Preface: those things about authority!!

Route permission can refer to the god wrote, very comprehensive ==> hand touch hand, take you to use vue masturbation background series two (login permission)

Ideas:

  • Login: After the user fills in the account and password, the server verifies whether it is correct. After the verification is successful, the server will return a token. After getting the token (I will store the token in sessionStorage to ensure that the login status of the user can be remembered after refreshing the page), The front-end will then pull a user_info interface based on the token to obtain user details (such as user permissions, user names and other information).
  • Permission verification: Obtain the user’s corresponding role through token, customize the command, and obtain btnPermissions in the meta attribute of the route.BtnPermissions is an array of button permissions, configured in the routing table), and then check whether the role is in the btnPermissions array, if not delete the button DOM immediately.

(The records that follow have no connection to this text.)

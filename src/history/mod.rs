pub mod episode_tickers_combined;

pub use episode_tickers_combined::{EpisodeHistory, Transition};
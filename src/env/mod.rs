mod config;
mod env;
mod obs;
mod portfolio;
mod reward;
mod trade;
mod vec_env;


pub use config::EnvConfig;
pub use env::TradingEnv;
pub use obs::observe;
pub use portfolio::PortfolioState;
pub use reward::{calculate_value, RewardKind};
pub use trade::RebalanceSummary;
pub use vec_env::{VecEnv, VecStep};
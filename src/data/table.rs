use serde::{Deserialize, Serialize};

use crate::{
    calendar::next_trading_day,
    constants::calendar::MAX_TRADING_DAY_SEARCH,
    error::{EnvError, EnvResult},
    types::Date,
};

/// Adjusted daily closes for a set of tickers, fully materialized.
///
/// Closes are stored ticker-major, `closes[ticker][date]`, with `None` where
/// the provider had nothing for that ticker on that day. Dates are strictly
/// increasing and never empty.
#[derive(Debug, Clone, PartialEq, Serialize, Deserialize)]
pub struct PriceTable {
    dates: Vec<Date>,
    tickers: Vec<String>,
    closes: Vec<Vec<Option<f64>>>,
}

impl PriceTable {
    pub fn new(
        dates: Vec<Date>,
        tickers: Vec<String>,
        closes: Vec<Vec<Option<f64>>>,
    ) -> EnvResult<Self> {
        if dates.is_empty() {
            return Err(EnvError::InvalidConfiguration(
                "price table has no dates".to_string(),
            ));
        }
        if let Some(pair) = dates.windows(2).find(|pair| pair[0] >= pair[1]) {
            return Err(EnvError::InvalidConfiguration(format!(
                "price table dates are not strictly increasing at {} -> {}",
                pair[0], pair[1]
            )));
        }
        if closes.len() != tickers.len() {
            return Err(EnvError::InvalidConfiguration(format!(
                "{} tickers but {} close series",
                tickers.len(),
                closes.len()
            )));
        }
        for (ticker, series) in tickers.iter().zip(closes.iter()) {
            if series.len() != dates.len() {
                return Err(EnvError::InvalidConfiguration(format!(
                    "{ticker} has {} closes for {} dates",
                    series.len(),
                    dates.len()
                )));
            }
            if let Some(price) = series
                .iter()
                .flatten()
                .find(|price| !price.is_finite() || **price < 0.)
            {
                return Err(EnvError::InvalidPrice {
                    ticker: ticker.clone(),
                    price: *price,
                });
            }
        }

        Ok(Self {
            dates,
            tickers,
            closes,
        })
    }

    /// Re-checks a table that did not come through [`PriceTable::new`], e.g. a decoded cache file.
    pub fn validated(self) -> EnvResult<Self> {
        Self::new(self.dates, self.tickers, self.closes)
    }

    /// Builds a table from date-major rows, each row aligned with `tickers`.
    pub fn from_rows(tickers: Vec<String>, rows: Vec<(Date, Vec<Option<f64>>)>) -> EnvResult<Self> {
        let mut dates = Vec::with_capacity(rows.len());
        let mut closes = vec![Vec::with_capacity(rows.len()); tickers.len()];

        for (date, row) in rows {
            if row.len() != tickers.len() {
                return Err(EnvError::InvalidConfiguration(format!(
                    "row for {date} has {} closes for {} tickers",
                    row.len(),
                    tickers.len()
                )));
            }
            dates.push(date);
            for (series, close) in closes.iter_mut().zip(row) {
                series.push(close);
            }
        }

        Self::new(dates, tickers, closes)
    }

    pub fn dates(&self) -> &[Date] {
        &self.dates
    }

    pub fn tickers(&self) -> &[String] {
        &self.tickers
    }

    pub fn first_date(&self) -> Date {
        self.dates[0]
    }

    pub fn last_date(&self) -> Date {
        self.dates[self.dates.len() - 1]
    }

    pub fn len(&self) -> usize {
        self.dates.len()
    }

    pub fn is_empty(&self) -> bool {
        self.dates.is_empty()
    }

    pub fn date_index(&self, date: Date) -> Option<usize> {
        self.dates.binary_search(&date).ok()
    }

    pub fn ticker_index(&self, ticker: &str) -> Option<usize> {
        self.tickers.iter().position(|candidate| candidate == ticker)
    }

    /// Column indices for `tickers`, in the order given.
    pub fn columns(&self, tickers: &[String]) -> EnvResult<Vec<usize>> {
        tickers
            .iter()
            .map(|ticker| {
                self.ticker_index(ticker).ok_or_else(|| {
                    EnvError::MissingPriceData(format!("{ticker} is not in the price table"))
                })
            })
            .collect()
    }

    pub fn price(&self, date: Date, column: usize) -> EnvResult<f64> {
        let Some(ticker) = self.tickers.get(column) else {
            return Err(EnvError::MissingPriceData(format!(
                "no ticker in column {column}"
            )));
        };
        let row = self
            .date_index(date)
            .ok_or_else(|| EnvError::MissingPriceData(format!("{date} is not a trading date")))?;

        self.closes[column][row]
            .ok_or_else(|| EnvError::MissingPriceData(format!("{ticker} has no close on {date}")))
    }

    /// Closes on `date` for each of `columns`, in the same order.
    pub fn prices_on(&self, date: Date, columns: &[usize]) -> EnvResult<Vec<f64>> {
        columns
            .iter()
            .map(|column| self.price(date, *column))
            .collect()
    }

    /// Closes on the first trading day at or after `date`.
    pub fn prices_on_or_after(&self, date: Date, columns: &[usize]) -> EnvResult<(Date, Vec<f64>)> {
        let trading_day = next_trading_day(&self.dates, date, MAX_TRADING_DAY_SEARCH)?;
        Ok((trading_day, self.prices_on(trading_day, columns)?))
    }

    /// A dense sub-table of `tickers` over `[start, end)`.
    ///
    /// The window has to open within a few days of `start` and every selected
    /// close has to be present.
    pub fn select(&self, tickers: &[String], start: Date, end: Date) -> EnvResult<Self> {
        if tickers.is_empty() {
            return Err(EnvError::InvalidConfiguration(
                "no tickers selected".to_string(),
            ));
        }
        let columns = self.columns(tickers)?;

        let first = next_trading_day(&self.dates, start, MAX_TRADING_DAY_SEARCH)?;
        let from = self.dates.partition_point(|date| *date < first);
        let to = self.dates.partition_point(|date| *date < end);
        if from >= to {
            return Err(EnvError::MissingPriceData(format!(
                "no trading dates between {start} and {end}"
            )));
        }

        let dates = self.dates[from..to].to_vec();
        let mut closes = Vec::with_capacity(columns.len());
        for (ticker, column) in tickers.iter().zip(columns) {
            let series = self.closes[column][from..to].to_vec();
            if let Some(offset) = series.iter().position(|close| close.is_none()) {
                return Err(EnvError::MissingPriceData(format!(
                    "{ticker} has no close on {}",
                    dates[offset]
                )));
            }
            closes.push(series);
        }

        Self::new(dates, tickers.to_vec(), closes)
    }
}
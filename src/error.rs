use chrono::NaiveDate;
use thiserror::Error;

use crate::gym::EnvStatus;

pub type EnvResult<T> = Result<T, EnvError>;

/// Everything that can go wrong while building or stepping an environment.
///
/// None of these are retried. Whatever call reports them has not mutated the
/// environment.
#[derive(Debug, Error)]
pub enum EnvError {
    #[error("invalid configuration: {0}")]
    InvalidConfiguration(String),

    #[error("missing price data: {0}")]
    MissingPriceData(String),

    #[error("invalid price {price} for {ticker}")]
    InvalidPrice { ticker: String, price: f64 },

    #[error("cannot {operation} while the environment is {status:?}")]
    InvalidState {
        operation: &'static str,
        status: EnvStatus,
    },

    #[error("invalid action: {0}")]
    InvalidAction(String),

    #[error("no trading day within {max_days} days of {date}")]
    NoTradingDay { date: NaiveDate, max_days: i64 },

    #[error("price cache io: {0}")]
    Io(#[from] std::io::Error),

    #[error("price cache decode: {0}")]
    Decode(#[from] postcard::Error),
}
use enum_map::EnumMap;
use serde::{Deserialize, Serialize};

use crate::types::{Action, Date, Directive, Observation};

/// The state an environment reached after one step
#[derive(Debug, Clone, PartialEq, Serialize, Deserialize)]
pub struct Transition {
    pub date: Date,
    pub action: Action,
    pub observation: Observation,
    pub reward: f64,
    pub value: f64,
    pub shares: Vec<f64>,
    pub cash: f64,
}

/// Trajectory of one episode, from the first step to termination
#[derive(Debug, Clone, Default, PartialEq, Serialize, Deserialize)]
pub struct EpisodeHistory {
    pub transitions: Vec<Transition>,
    /// How often each ticker was sold, held and bought
    pub action_counts: Vec<EnumMap<Directive, usize>>,
}

impl EpisodeHistory {
    pub fn new(ticker_count: usize) -> Self {
        Self {
            transitions: Vec::new(),
            action_counts: vec![EnumMap::default(); ticker_count],
        }
    }

    pub fn record(&mut self, transition: Transition) {
        for (counts, directive) in self.action_counts.iter_mut().zip(transition.action.0.iter()) {
            counts[*directive] += 1;
        }
        self.transitions.push(transition);
    }

    pub fn len(&self) -> usize {
        self.transitions.len()
    }

    pub fn is_empty(&self) -> bool {
        self.transitions.is_empty()
    }

    pub fn values(&self) -> Vec<f64> {
        self.transitions.iter().map(|t| t.value).collect()
    }

    pub fn rewards(&self) -> Vec<f64> {
        self.transitions.iter().map(|t| t.reward).collect()
    }

    pub fn final_value(&self) -> Option<f64> {
        self.transitions.last().map(|t| t.value)
    }

    pub fn count(&self, ticker_index: usize, directive: Directive) -> usize {
        self.action_counts
            .get(ticker_index)
            .map_or(0, |counts| counts[directive])
    }
}

#[cfg(test)]
mod tests {
    use super::*;
    use crate::types::Signal;

    fn transition(day: &str, directives: Vec<Directive>, value: f64) -> Transition {
        Transition {
            date: day.parse().unwrap(),
            action: Action(directives),
            observation: Observation(vec![Signal::Up, Signal::Down]),
            reward: value,
            value,
            shares: vec![1., 1.],
            cash: 0.,
        }
    }

    #[test]
    fn counts_directives_per_ticker() {
        let mut history = EpisodeHistory::new(2);
        history.record(transition("2024-01-08", vec![Directive::Sell, Directive::Buy], 101.));
        history.record(transition("2024-01-15", vec![Directive::Sell, Directive::Hold], 99.));

        assert_eq!(history.len(), 2);
        assert_eq!(history.count(0, Directive::Sell), 2);
        assert_eq!(history.count(1, Directive::Buy), 1);
        assert_eq!(history.count(1, Directive::Hold), 1);
        assert_eq!(history.count(1, Directive::Sell), 0);
        assert_eq!(history.count(5, Directive::Sell), 0);
        assert_eq!(history.values(), vec![101., 99.]);
        assert_eq!(history.final_value(), Some(99.));
    }
}
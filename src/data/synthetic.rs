use chrono::Datelike;
use rand::{rngs::StdRng, Rng, SeedableRng};

use crate::{
    constants::synthetic::{MAX_DAILY_MOVE, MAX_START_PRICE, MIN_START_PRICE},
    data::PriceTable,
    error::{EnvError, EnvResult},
    types::Date,
};

/// A seeded random walk of daily closes on every weekday in `[start, end)`.
///
/// Same seed, same table. Stands in for a market-data download in offline
/// runs and tests.
pub fn random_walk(tickers: &[String], start: Date, end: Date, seed: u64) -> EnvResult<PriceTable> {
    if tickers.is_empty() {
        return Err(EnvError::InvalidConfiguration(
            "no tickers to generate".to_string(),
        ));
    }

    let dates: Vec<Date> = start
        .iter_days()
        .take_while(|date| *date < end)
        .filter(|date| date.weekday().number_from_monday() <= 5)
        .collect();

    let mut rng = StdRng::seed_from_u64(seed);
    let closes = tickers
        .iter()
        .map(|_| {
            let mut price = rng.gen_range(MIN_START_PRICE..MAX_START_PRICE);
            dates
                .iter()
                .map(|_| {
                    let close = price;
                    price *= 1. + rng.gen_range(-MAX_DAILY_MOVE..MAX_DAILY_MOVE);
                    Some(close)
                })
                .collect()
        })
        .collect();

    PriceTable::new(dates, tickers.to_vec(), closes)
}

#[cfg(test)]
mod tests {
    use super::*;

    fn tickers() -> Vec<String> {
        vec!["AAA".to_string(), "BBB".to_string()]
    }

    #[test]
    fn generates_weekdays_only() {
        let table = random_walk(
            &tickers(),
            "2024-01-01".parse().unwrap(),
            "2024-01-15".parse().unwrap(),
            1,
        )
        .unwrap();

        assert_eq!(table.len(), 10);
        assert!(table
            .dates()
            .iter()
            .all(|date| date.weekday().number_from_monday() <= 5));
        for date in table.dates() {
            for close in table.prices_on(*date, &[0, 1]).unwrap() {
                assert!(close > 0.);
            }
        }
    }

    #[test]
    fn same_seed_same_table() {
        let start = "2024-02-01".parse().unwrap();
        let end = "2024-04-01".parse().unwrap();

        let a = random_walk(&tickers(), start, end, 42).unwrap();
        let b = random_walk(&tickers(), start, end, 42).unwrap();
        let c = random_walk(&tickers(), start, end, 43).unwrap();

        assert_eq!(a, b);
        assert_ne!(a, c);
    }

    #[test]
    fn empty_window_is_rejected() {
        let day = "2024-01-01".parse().unwrap();
        assert!(random_walk(&tickers(), day, day, 0).is_err());
    }
}
use std::{fs, path::Path};

use chrono::Duration;

use tracing::{debug, info};

use crate::{
    constants::{
        calendar::{MAX_TRADING_DAY_SEARCH, MAX_TRAILING_GAP_DAYS},
        files,
    },
    data::{synthetic, PriceTable},
    error::EnvResult,
    types::Date,
    utils::create_folder_if_not_exists,
};

/// Reads a postcard-encoded price table.
pub fn load_price_table(path: impl AsRef<Path>) -> EnvResult<PriceTable> {
    let path = path.as_ref();
    let file = fs::read(path)?;
    let table = postcard::from_bytes::<PriceTable>(&file)?.validated()?;

    debug!(
        path = %path.display(),
        dates = table.len(),
        tickers = table.tickers().len(),
        "loaded price table"
    );
    Ok(table)
}

/// Writes a price table, creating its parent folder if needed.
pub fn save_price_table(path: impl AsRef<Path>, table: &PriceTable) -> EnvResult<()> {
    let path = path.as_ref();
    if let Some(parent) = path.parent() {
        create_folder_if_not_exists(parent)?;
    }

    let encoded = postcard::to_allocvec(table)?;
    fs::write(path, encoded.as_slice())?;

    info!(path = %path.display(), dates = table.len(), "saved price table");
    Ok(())
}

/// `tickers` over `[start, end)`, from the cached table if it covers them.
///
/// Without a covering cache a seeded synthetic table is generated and written
/// to [`files::PRICES_FILE`] so later runs see the same prices.
pub fn get_stocks(tickers: &[String], start: Date, end: Date, seed: u64) -> EnvResult<PriceTable> {
    get_stocks_cached(files::PRICES_FILE, tickers, start, end, seed)
}

/// [`get_stocks`] against the cache file at `path`.
///
/// A cached table is used whatever seed produced it, as long as it has every
/// ticker and spans the whole window. Otherwise it is replaced.
pub fn get_stocks_cached(
    path: impl AsRef<Path>,
    tickers: &[String],
    start: Date,
    end: Date,
    seed: u64,
) -> EnvResult<PriceTable> {
    let path = path.as_ref();

    if path.exists() {
        let cached = load_price_table(path)?;
        if covers(&cached, tickers, start, end) {
            return cached.select(tickers, start, end);
        }
        info!(
            path = %path.display(),
            cached_from = %cached.first_date(),
            cached_to = %cached.last_date(),
            %start,
            %end,
            "cached prices do not cover the request, regenerating"
        );
    } else {
        info!("no cached prices, generating a synthetic table");
    }

    // pad the front so the window always finds an open day
    let padded_start = start - Duration::days(MAX_TRADING_DAY_SEARCH);
    let table = synthetic::random_walk(tickers, padded_start, end, seed)?;
    save_price_table(path, &table)?;

    table.select(tickers, start, end)
}

/// Whether `table` has every ticker and runs from `start` up to `end`.
fn covers(table: &PriceTable, tickers: &[String], start: Date, end: Date) -> bool {
    tickers
        .iter()
        .all(|ticker| table.ticker_index(ticker).is_some())
        && table.first_date() <= start
        && (end - table.last_date()).num_days() <= MAX_TRAILING_GAP_DAYS
}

V-if can also be used to determine button permissions. However, if there are too many pages, each page needs to obtain user permission role and meta. BtnPermissions in the routing table, and then make the judgment, which feels a bit troublesome.

Without further ado, the code…

Route configuration:

Path: '/ Permission ', Component: Layout, name: 'Permission test ', meta: {btnPermissions: ['admin','supper','normal']}, // children: [{path: 'supper', Component: _import('system/supper'), name: Meta: {btnPermissions: ['admin','supper']}, {path: 'normal', Component: _import('system/normal'), name: 'permissions ', meta: {btnPermissions: ['admin']}Copy the code

Custom instruction:

Import Vue from 'Vue' /** Permission **/ const has = Vue. Directive ('has', {bind: Function (el, binding, vnode) {function (el, binding, vnode) {let btnPermissionsArr = []; If (binding. Value) {/ / if the instruction value, obtain instruction parameters, according to the order parameter and current login button permissions. btnPermissionsArr = Array.of(binding.value); }else{// Otherwise get the parameters in the route and compare them according to the btnPermissionsArr of the route and the current login button permission. btnPermissionsArr = vnode.context.$route.meta.btnPermissions; } if (! Vue.prototype.$_has(btnPermissionsArr)) { el.parentNode.removeChild(el); }}}); Prototype.$_has = function (value) {let isExist = false; Let btnPermissionsStr = sessionStorage.getitem ("btnPermissions"); if (btnPermissionsStr == undefined || btnPermissionsStr == null) { return false; } if (value.indexOf(btnPermissionsStr) > -1) { isExist = true; } return isExist; }; export {has}Copy the code

Then import the file in main.js


import has from './public/js/btnPermissions.js';

Copy the code

The button on the page just needs to add v-has

<el-button @click='editClick' type="primary" v-has>Copy the code

Conclusion:

Permissions this kind of thing needs to combine the front and back end, the front end as much as possible to control, more need to background judgment. Remember: Never trust user input!

Welcome to comment on the above shortcomings!!

Thanks to the gods in the comments section for their friendly suggestions, which have been adopted. This article has been updated (2019-12-09). Thanks again!